I made a couple of purchases yesterday, including a Bluetooth speaker and a USB Bluetooth dongle to pair it to my computer. Now here’s a couple things that you need to know about said computer:

  • It runs Linux
  • It runs a customized build of the Zen kernel with a very slimmed down config
  • It has never had Bluetooth connectivity before

Thanks to this combination of factors, things got weird. I tried a bunch of things before getting it working, so it is entirely possible that I miss some steps that were important but I didn’t think so while writing this. Let me know in the comments if I missed something.

Getting the right packages

You’re gonna need 1) a GUI to handle BT devices, b) the PulseAudio module for Bluetooth. For the GUI I used blueberry, and pulseaudio-module-bluetooth for PulseAudio support.

I did apt install -y blueberry pulseaudio-module-bluetooth to get these on Linux Mint, you should use whatever your distro’s preferred package management interface is.

Fixing up the kernel (optional)

I mentioned earlier that I run a very slimmed down config, which means nothing that I didn’t already use was enabled. This included Bluetooth, so I went ahead and enabled all the configs for it here, then installed the new kernel and rebooted into it. You shouldn’t need to do this if you do not run a custom kernel. To be completely sure, check your dmesg for Bluetooth initialization logs:

$ dmesg | rg Bluetooth
[    0.146115] Bluetooth: Core ver 2.22
[    0.146118] Bluetooth: HCI device and connection manager initialized
[    0.146119] Bluetooth: HCI socket layer initialized
[    0.146119] Bluetooth: L2CAP socket layer initialized
[    0.146120] Bluetooth: SCO socket layer initialized
[    0.325395] Bluetooth: HCI UART driver ver 2.3
[    0.327116] Bluetooth: RFCOMM socket layer initialized
[    0.327117] Bluetooth: RFCOMM ver 1.11
[    0.327117] Bluetooth: BNEP (Ethernet Emulation) ver 1.3
[    0.327119] Bluetooth: BNEP socket layer initialized
[    0.327119] Bluetooth: HIDP (Human Interface Emulation) ver 1.2
[    0.327120] Bluetooth: HIDP socket layer initialized

Wrapping up

If you’re not a relatively up-to-date distro, you might need to make some more manual adjustments before everything works. Open up /etc/pulse/default.pa in any editor with root access (so you can write your changes back), then look for module-bluetooth-discover. In my version of the file, I have this:

.ifexists module-bluetooth-discover.so
load-module module-bluetooth-discover
.endif

It means that if the module is discovered, it will be loaded. On older versions this might just be # load-module module-bluetooth-discover. In that case, uncomment the line.
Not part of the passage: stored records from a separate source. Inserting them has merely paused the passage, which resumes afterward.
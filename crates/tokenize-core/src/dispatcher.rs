//! Callback Dispatcher
//!
//! Routes inbound cross-frame messages to the retrier or to navigation.
//! Only messages from the active session's origins are accepted, and a
//! redirect naming another merchant reference is rejected.

use url::Url;

use crate::form::TokenizationFormData;
use crate::injection::{FrameDocument, StyleInjector, TickOutcome};
use crate::message::{CallbackMessage, InboundMessage};
use crate::messenger::Messenger;
use crate::session::{MerchantReference, SessionTicket};

/// Result of handling one inbound message
#[derive(Clone, Debug, PartialEq, Eq)]
pub enum Dispatch {
    /// Unrelated traffic, or no session is active
    Ignored,
    /// Recognized but refused (unknown origin, foreign merchant reference)
    Rejected(String),
    /// Forwarded to the style injector
    Injection(TickOutcome),
    /// Terminal: the host navigates here
    Navigate(String),
}

/// What the dispatcher trusts for the current session
#[derive(Clone, Debug, PartialEq, Eq)]
pub struct SessionGuard {
    pub ticket: SessionTicket,
    pub merchant_reference: MerchantReference,
    pub allowed_origins: Vec<String>,
}

impl SessionGuard {
    /// Trust the host page plus the gateway and return-page origins
    pub fn new(
        ticket: SessionTicket,
        merchant_reference: MerchantReference,
        form: &TokenizationFormData,
        host_origin: Option<&str>,
    ) -> Self {
        let mut allowed_origins: Vec<String> = Vec::new();
        let candidates = [host_origin, Some(form.action_url.as_str()), Some(form.return_url.as_str())];

        for origin in candidates.into_iter().flatten().filter_map(origin_of) {
            if !allowed_origins.contains(&origin) {
                allowed_origins.push(origin);
            }
        }

        Self {
            ticket,
            merchant_reference,
            allowed_origins,
        }
    }

    pub fn accepts_origin(&self, origin: &str) -> bool {
        origin_of(origin).is_some_and(|o| self.allowed_origins.contains(&o))
    }
}

/// ASCII serialization of a URL's origin, `None` for opaque or invalid URLs
fn origin_of(url: &str) -> Option<String> {
    let parsed = Url::parse(url).ok()?;
    let origin = parsed.origin();
    origin.is_tuple().then(|| origin.ascii_serialization())
}

/// Stateless message router
pub struct CallbackDispatcher;

impl CallbackDispatcher {
    pub fn dispatch(
        message: &InboundMessage,
        guard: Option<&SessionGuard>,
        injector: &mut StyleInjector,
        frame: &dyn FrameDocument,
        messenger: &dyn Messenger,
    ) -> Dispatch {
        let Some(callback) = CallbackMessage::parse(&message.data) else {
            return Dispatch::Ignored;
        };

        let Some(guard) = guard else {
            tracing::debug!(origin = %message.origin, "Callback with no active session dropped");
            return Dispatch::Ignored;
        };

        if !guard.accepts_origin(&message.origin) {
            tracing::warn!(
                origin = %message.origin,
                merchant_reference = %guard.merchant_reference,
                "Rejected callback from untrusted origin"
            );
            return Dispatch::Rejected(format!("untrusted origin {}", message.origin));
        }

        match callback {
            CallbackMessage::Ready => Dispatch::Injection(injector.on_ready(frame, messenger)),
            CallbackMessage::InjectionSucceeded => Dispatch::Injection(injector.on_injection_succeeded()),
            CallbackMessage::InjectionFailed { reason } => {
                Dispatch::Injection(injector.on_injection_failed(&reason))
            }
            CallbackMessage::PaymentRedirect(redirect) => {
                let foreign = redirect
                    .merchant_reference
                    .as_deref()
                    .filter(|r| *r != guard.merchant_reference.as_str());
                if let Some(reference) = foreign {
                    tracing::warn!(
                        received = reference,
                        expected = %guard.merchant_reference,
                        "Rejected redirect for another session"
                    );
                    return Dispatch::Rejected(format!("merchant reference {} is not current", reference));
                }

                tracing::info!(
                    success = redirect.success,
                    response_code = ?redirect.response_code,
                    redirect_url = %redirect.redirect_url,
                    "Payment completed"
                );
                Dispatch::Navigate(redirect.redirect_url)
            }
        }
    }
}

#[cfg(test)]
mod tests {
    use super::*;
    use crate::error::{FrameAccessError, Result};
    use crate::message::OutboundMessage;
    use crate::injection::InjectionPhase;
    use serde_json::json;

    struct CrossOriginFrame;

    impl FrameDocument for CrossOriginFrame {
        fn inject_style(&self, _css: &str) -> std::result::Result<(), FrameAccessError> {
            Err(FrameAccessError::CrossOrigin)
        }
    }

    struct NullMessenger;

    impl Messenger for NullMessenger {
        fn send(&self, _message: &OutboundMessage) -> Result<()> {
            Ok(())
        }
    }

    fn guard() -> SessionGuard {
        let form = TokenizationFormData {
            action_url: "https://gw.example/tokenize".into(),
            return_url: "https://api.example/api/tokenization/return".into(),
            service_command: String::new(),
            access_code: String::new(),
            merchant_identifier: String::new(),
            merchant_reference: "TEST-1".into(),
            language: "en".into(),
            token_name: String::new(),
            signature: String::new(),
            merchant_extra: String::new(),
            extra: Default::default(),
        };
        SessionGuard::new(
            SessionTicket::first(),
            MerchantReference::from_string("TEST-1"),
            &form,
            Some("http://localhost:3000"),
        )
    }

    fn dispatch(origin: &str, data: serde_json::Value, guard: Option<&SessionGuard>) -> (Dispatch, StyleInjector) {
        let mut injector = StyleInjector::new("body{}");
        injector.frame_loaded();
        let message = InboundMessage::new(origin, data);
        let result = CallbackDispatcher::dispatch(&message, guard, &mut injector, &CrossOriginFrame, &NullMessenger);
        (result, injector)
    }

    #[test]
    fn test_guard_origins() {
        let guard = guard();
        assert_eq!(
            guard.allowed_origins,
            ["http://localhost:3000", "https://gw.example", "https://api.example"]
        );
        assert!(guard.accepts_origin("https://gw.example"));
        assert!(!guard.accepts_origin("https://evil.example"));
        assert!(!guard.accepts_origin("null"));
    }

    #[test]
    fn test_redirect_navigates() {
        let guard = guard();
        let (result, _) = dispatch(
            "https://api.example",
            json!({"type": "payment_callback", "action": "redirect",
                   "redirectUrl": "/order-details/TEST-1", "success": true,
                   "merchantReference": "TEST-1"}),
            Some(&guard),
        );
        assert_eq!(result, Dispatch::Navigate("/order-details/TEST-1".into()));
    }

    #[test]
    fn test_foreign_reference_rejected() {
        let guard = guard();
        let (result, _) = dispatch(
            "https://api.example",
            json!({"type": "payment_callback", "action": "redirect",
                   "redirectUrl": "/order-details/TEST-OLD", "success": true,
                   "merchantReference": "TEST-OLD"}),
            Some(&guard),
        );
        assert!(matches!(result, Dispatch::Rejected(_)));
    }

    #[test]
    fn test_untrusted_origin_rejected() {
        let guard = guard();
        let (result, injector) = dispatch(
            "https://evil.example",
            json!({"status": "css_injected", "success": true}),
            Some(&guard),
        );
        assert!(matches!(result, Dispatch::Rejected(_)));
        assert_eq!(injector.phase(), InjectionPhase::Polling);
    }

    #[test]
    fn test_redirect_from_untrusted_origin_rejected() {
        let guard = guard();
        let (result, _) = dispatch(
            "https://evil.example",
            json!({"type": "payment_callback", "action": "redirect",
                   "redirectUrl": "/order-details/TEST-1", "success": true,
                   "merchantReference": "TEST-1"}),
            Some(&guard),
        );
        assert!(matches!(result, Dispatch::Rejected(_)));
        assert!(!matches!(result, Dispatch::Navigate(_)));
    }

    #[test]
    fn test_injection_messages_routed() {
        let guard = guard();
        let (result, injector) = dispatch(
            "http://localhost:3000",
            json!({"status": "css_injected", "success": true}),
            Some(&guard),
        );
        assert_eq!(result, Dispatch::Injection(TickOutcome::Injected));
        assert!(injector.state().injected);

        let (result, injector) = dispatch(
            "http://localhost:3000",
            json!({"status": "css_injection_failed", "error": "no head"}),
            Some(&guard),
        );
        assert_eq!(result, Dispatch::Injection(TickOutcome::Requested { attempt: 1 }));
        assert_eq!(injector.state().attempts, 1);
    }

    #[test]
    fn test_no_session_or_unknown_shape_ignored() {
        let (result, _) = dispatch("http://localhost:3000", json!({"status": "ready"}), None);
        assert_eq!(result, Dispatch::Ignored);

        let guard = guard();
        let (result, _) = dispatch("http://localhost:3000", json!({"hello": "world"}), Some(&guard));
        assert_eq!(result, Dispatch::Ignored);
    }
}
Next, open up /usr/bin/start-pulseaudio-x11 in the same way. Look for this:

    if [ x"$SESSION_MANAGER" != x ] ; then
        /usr/bin/pactl load-module module-x11-xsmp "display=$DISPLAY xauthority=$XAUTHORITY session_manager=$SESSION_MANAGER" > /dev/null
    fi

Below it, add /usr/bin/pactl load-module module-bluetooth-discover so the final result looks like this:

    if [ x"$SESSION_MANAGER" != x ] ; then
        /usr/bin/pactl load-module module-x11-xsmp "display=$DISPLAY xauthority=$XAUTHORITY session_manager=$SESSION_MANAGER" > /dev/null
    fi
    /usr/bin/pactl load-module module-bluetooth-discover

This will manually load the module when X11 triggers PulseAudio init. This should ideally not be required so you can try without this change, but it won’t break anything if you add it anyway.

Once done, reboot your computer and you should be able to pair and connect to devices and play audio through them.